PROBLEM DETAILS – Repeat word for word the opening stretch of the entries, from the first line through the line containing "pub(crate) fn parse_id(raw: &str)".

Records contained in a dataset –
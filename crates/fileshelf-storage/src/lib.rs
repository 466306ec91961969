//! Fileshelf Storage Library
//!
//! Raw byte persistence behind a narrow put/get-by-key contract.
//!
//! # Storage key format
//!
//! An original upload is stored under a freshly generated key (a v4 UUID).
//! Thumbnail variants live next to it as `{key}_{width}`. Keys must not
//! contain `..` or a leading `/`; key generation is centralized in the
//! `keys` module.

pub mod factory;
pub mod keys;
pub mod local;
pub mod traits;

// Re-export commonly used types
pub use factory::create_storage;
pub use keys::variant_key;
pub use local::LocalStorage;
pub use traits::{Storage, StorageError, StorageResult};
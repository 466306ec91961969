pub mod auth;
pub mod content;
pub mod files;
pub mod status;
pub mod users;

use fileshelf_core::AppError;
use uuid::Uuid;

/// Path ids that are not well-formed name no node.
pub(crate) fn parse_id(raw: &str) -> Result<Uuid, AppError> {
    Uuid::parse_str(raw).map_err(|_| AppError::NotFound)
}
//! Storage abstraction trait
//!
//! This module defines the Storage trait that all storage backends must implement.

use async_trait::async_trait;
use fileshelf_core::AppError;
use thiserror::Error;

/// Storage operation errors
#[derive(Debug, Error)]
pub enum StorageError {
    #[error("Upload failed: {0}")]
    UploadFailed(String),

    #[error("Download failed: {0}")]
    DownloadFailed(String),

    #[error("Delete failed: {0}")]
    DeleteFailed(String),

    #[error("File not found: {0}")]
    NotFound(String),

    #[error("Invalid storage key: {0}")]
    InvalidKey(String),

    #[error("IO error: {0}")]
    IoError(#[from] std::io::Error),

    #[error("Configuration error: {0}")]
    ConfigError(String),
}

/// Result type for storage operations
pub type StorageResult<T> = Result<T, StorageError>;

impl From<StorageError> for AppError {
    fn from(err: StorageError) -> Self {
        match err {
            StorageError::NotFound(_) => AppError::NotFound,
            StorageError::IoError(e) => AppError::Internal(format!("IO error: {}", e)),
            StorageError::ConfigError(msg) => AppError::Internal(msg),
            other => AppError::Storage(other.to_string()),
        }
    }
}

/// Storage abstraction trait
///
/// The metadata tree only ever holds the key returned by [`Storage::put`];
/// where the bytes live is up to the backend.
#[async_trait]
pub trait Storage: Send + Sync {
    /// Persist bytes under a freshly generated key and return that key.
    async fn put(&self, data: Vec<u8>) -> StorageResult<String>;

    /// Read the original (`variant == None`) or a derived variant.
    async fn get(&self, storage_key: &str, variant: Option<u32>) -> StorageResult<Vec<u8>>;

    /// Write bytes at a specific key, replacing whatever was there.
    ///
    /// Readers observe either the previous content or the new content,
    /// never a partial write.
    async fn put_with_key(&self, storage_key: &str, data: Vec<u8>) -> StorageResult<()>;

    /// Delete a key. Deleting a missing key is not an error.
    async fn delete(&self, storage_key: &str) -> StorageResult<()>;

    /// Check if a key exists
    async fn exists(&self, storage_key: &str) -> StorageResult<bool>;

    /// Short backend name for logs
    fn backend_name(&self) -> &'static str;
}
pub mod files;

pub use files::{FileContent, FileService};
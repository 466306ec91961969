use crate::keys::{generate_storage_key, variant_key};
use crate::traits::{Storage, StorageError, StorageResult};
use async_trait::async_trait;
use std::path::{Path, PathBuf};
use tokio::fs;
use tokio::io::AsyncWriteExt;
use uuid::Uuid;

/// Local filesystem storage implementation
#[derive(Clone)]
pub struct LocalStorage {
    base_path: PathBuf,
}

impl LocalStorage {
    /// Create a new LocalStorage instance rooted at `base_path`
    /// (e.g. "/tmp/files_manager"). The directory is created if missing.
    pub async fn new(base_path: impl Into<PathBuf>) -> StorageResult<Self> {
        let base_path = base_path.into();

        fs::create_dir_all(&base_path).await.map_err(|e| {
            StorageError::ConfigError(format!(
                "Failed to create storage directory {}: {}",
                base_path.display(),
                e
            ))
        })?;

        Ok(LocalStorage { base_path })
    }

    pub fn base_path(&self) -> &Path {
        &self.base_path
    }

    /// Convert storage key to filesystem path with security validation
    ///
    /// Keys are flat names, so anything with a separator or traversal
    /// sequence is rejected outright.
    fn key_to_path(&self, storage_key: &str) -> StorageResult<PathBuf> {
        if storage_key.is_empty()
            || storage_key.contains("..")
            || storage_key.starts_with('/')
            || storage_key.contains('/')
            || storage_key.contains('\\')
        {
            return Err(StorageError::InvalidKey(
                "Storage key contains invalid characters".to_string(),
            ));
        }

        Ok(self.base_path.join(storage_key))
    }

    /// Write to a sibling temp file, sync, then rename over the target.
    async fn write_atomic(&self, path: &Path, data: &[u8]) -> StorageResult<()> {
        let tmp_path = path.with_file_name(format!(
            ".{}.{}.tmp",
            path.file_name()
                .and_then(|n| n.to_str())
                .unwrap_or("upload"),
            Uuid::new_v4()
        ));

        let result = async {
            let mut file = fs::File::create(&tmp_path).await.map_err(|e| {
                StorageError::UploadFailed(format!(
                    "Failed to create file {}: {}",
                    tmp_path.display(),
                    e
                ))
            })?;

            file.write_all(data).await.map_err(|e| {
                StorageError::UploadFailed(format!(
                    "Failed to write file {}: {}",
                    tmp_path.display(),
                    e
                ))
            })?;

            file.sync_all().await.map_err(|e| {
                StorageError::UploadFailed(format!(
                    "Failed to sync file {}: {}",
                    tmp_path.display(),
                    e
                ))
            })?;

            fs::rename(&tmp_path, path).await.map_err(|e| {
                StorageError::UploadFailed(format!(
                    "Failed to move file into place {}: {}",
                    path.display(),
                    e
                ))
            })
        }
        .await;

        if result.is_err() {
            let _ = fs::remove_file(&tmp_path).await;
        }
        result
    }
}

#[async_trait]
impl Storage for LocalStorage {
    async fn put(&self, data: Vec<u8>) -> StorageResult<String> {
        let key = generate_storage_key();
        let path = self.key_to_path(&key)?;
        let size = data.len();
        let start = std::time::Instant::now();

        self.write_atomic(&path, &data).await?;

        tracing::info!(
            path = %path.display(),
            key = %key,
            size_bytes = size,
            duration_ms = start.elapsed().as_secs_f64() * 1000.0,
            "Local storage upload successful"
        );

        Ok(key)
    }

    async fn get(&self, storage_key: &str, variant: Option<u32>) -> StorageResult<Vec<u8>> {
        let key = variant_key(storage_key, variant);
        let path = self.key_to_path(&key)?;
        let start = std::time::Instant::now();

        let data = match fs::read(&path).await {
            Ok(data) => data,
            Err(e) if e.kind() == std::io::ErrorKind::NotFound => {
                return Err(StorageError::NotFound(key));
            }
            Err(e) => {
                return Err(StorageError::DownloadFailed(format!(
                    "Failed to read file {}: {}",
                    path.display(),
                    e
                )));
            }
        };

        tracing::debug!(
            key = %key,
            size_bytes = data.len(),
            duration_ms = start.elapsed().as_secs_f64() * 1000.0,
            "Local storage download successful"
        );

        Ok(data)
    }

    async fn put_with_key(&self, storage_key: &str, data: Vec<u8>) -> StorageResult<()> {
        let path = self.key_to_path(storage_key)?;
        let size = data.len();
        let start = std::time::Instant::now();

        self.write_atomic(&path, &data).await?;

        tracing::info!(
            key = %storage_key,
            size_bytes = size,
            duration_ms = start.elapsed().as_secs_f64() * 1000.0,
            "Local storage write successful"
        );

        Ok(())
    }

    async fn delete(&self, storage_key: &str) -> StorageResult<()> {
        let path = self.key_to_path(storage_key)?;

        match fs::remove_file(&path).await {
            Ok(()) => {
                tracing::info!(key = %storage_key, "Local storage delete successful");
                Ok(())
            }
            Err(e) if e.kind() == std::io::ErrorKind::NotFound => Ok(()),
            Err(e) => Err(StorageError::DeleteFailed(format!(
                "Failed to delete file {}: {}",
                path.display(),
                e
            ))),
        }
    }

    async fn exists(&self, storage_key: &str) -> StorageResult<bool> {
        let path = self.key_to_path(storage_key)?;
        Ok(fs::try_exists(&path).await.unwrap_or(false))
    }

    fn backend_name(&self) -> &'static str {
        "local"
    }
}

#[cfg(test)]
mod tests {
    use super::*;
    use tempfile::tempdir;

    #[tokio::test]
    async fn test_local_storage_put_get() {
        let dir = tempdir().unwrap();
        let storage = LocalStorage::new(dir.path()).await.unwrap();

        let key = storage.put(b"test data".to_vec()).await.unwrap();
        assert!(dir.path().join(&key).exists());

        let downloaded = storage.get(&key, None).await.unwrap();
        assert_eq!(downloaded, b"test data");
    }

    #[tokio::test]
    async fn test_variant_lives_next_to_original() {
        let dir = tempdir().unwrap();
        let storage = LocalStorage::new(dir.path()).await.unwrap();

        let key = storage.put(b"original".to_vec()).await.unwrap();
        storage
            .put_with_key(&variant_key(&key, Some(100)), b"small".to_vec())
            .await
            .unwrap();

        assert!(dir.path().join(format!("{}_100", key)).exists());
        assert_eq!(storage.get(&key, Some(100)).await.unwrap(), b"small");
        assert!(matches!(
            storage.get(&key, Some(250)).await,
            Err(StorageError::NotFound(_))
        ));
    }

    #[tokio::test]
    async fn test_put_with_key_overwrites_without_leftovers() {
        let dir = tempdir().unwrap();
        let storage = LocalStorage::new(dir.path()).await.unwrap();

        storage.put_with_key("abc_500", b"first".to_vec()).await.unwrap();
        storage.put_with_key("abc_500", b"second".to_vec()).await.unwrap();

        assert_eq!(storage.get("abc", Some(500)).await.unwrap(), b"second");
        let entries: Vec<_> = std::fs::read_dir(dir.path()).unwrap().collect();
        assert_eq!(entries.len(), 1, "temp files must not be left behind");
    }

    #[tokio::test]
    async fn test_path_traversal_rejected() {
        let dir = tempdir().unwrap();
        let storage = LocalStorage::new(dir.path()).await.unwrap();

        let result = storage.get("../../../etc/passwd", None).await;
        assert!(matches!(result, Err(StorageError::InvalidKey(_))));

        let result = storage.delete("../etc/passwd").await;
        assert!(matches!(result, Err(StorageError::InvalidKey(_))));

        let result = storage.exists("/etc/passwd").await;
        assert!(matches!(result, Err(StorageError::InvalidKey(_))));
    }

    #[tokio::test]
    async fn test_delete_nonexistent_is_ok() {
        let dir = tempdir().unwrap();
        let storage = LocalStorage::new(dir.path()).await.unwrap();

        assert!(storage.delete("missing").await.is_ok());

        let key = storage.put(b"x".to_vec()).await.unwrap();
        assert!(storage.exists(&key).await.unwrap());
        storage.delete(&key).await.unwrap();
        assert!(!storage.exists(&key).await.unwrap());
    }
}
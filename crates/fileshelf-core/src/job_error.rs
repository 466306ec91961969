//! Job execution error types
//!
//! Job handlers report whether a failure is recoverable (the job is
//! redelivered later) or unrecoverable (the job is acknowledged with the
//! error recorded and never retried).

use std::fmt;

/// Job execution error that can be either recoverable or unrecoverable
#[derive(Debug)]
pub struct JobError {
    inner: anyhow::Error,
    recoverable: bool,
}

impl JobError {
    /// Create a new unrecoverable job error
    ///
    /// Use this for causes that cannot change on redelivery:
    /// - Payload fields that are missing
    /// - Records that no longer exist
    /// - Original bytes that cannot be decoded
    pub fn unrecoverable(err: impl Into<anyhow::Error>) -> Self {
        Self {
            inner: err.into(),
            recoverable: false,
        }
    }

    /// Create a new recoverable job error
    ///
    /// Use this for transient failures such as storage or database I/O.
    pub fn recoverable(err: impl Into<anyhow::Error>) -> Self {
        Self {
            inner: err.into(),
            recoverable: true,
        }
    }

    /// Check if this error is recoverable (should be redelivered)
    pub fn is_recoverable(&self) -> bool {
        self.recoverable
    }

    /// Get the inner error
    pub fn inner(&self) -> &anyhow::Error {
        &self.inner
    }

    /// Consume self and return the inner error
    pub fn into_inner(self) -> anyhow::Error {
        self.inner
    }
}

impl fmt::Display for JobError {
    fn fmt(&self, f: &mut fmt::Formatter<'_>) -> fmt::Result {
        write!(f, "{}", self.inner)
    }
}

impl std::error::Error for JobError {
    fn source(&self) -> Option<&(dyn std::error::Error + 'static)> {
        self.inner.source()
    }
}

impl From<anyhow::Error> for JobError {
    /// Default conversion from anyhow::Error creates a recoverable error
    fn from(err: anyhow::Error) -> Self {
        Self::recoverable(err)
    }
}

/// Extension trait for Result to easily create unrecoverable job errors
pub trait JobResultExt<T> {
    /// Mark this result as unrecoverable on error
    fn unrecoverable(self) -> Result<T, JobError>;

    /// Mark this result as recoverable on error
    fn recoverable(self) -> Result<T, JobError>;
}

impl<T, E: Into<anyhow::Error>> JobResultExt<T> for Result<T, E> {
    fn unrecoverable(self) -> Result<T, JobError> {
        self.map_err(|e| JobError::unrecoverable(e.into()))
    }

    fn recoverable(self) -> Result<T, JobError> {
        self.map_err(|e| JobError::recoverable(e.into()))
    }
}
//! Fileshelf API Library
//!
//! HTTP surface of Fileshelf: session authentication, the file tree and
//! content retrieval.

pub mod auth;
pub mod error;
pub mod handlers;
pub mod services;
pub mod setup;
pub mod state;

SOLUTION BELOW –
filename crates/fileshelf-storage/src/lib.rs
repository 466306ec91961969
//! Fileshelf Storage Library
//!
//! Raw byte persistence behind a narrow put/get-by-key contract.
//!
//! # Storage key format
//!
//! An original upload is stored under a freshly generated key (a v4 UUID).
//! Thumbnail variants live next to it as `{key}_{width}`. Keys must not
//! contain `..` or a leading `/`; key generation is centralized in the
//! `keys` module.

pub mod factory;
pub mod keys;
pub mod local;
pub mod traits;

// Re-export commonly used types
pub use factory::create_storage;
pub use keys::variant_key;
pub use local::LocalStorage;
pub use traits::{Storage, StorageError, StorageResult};
repository 466306ec91961969
pub mod auth;
pub mod content;
pub mod files;
pub mod status;
pub mod users;

use fileshelf_core::AppError;
use uuid::Uuid;

/// Path ids that are not well-formed name no node.
pub(crate) fn parse_id(raw: &str) -> Result<Uuid, AppError> {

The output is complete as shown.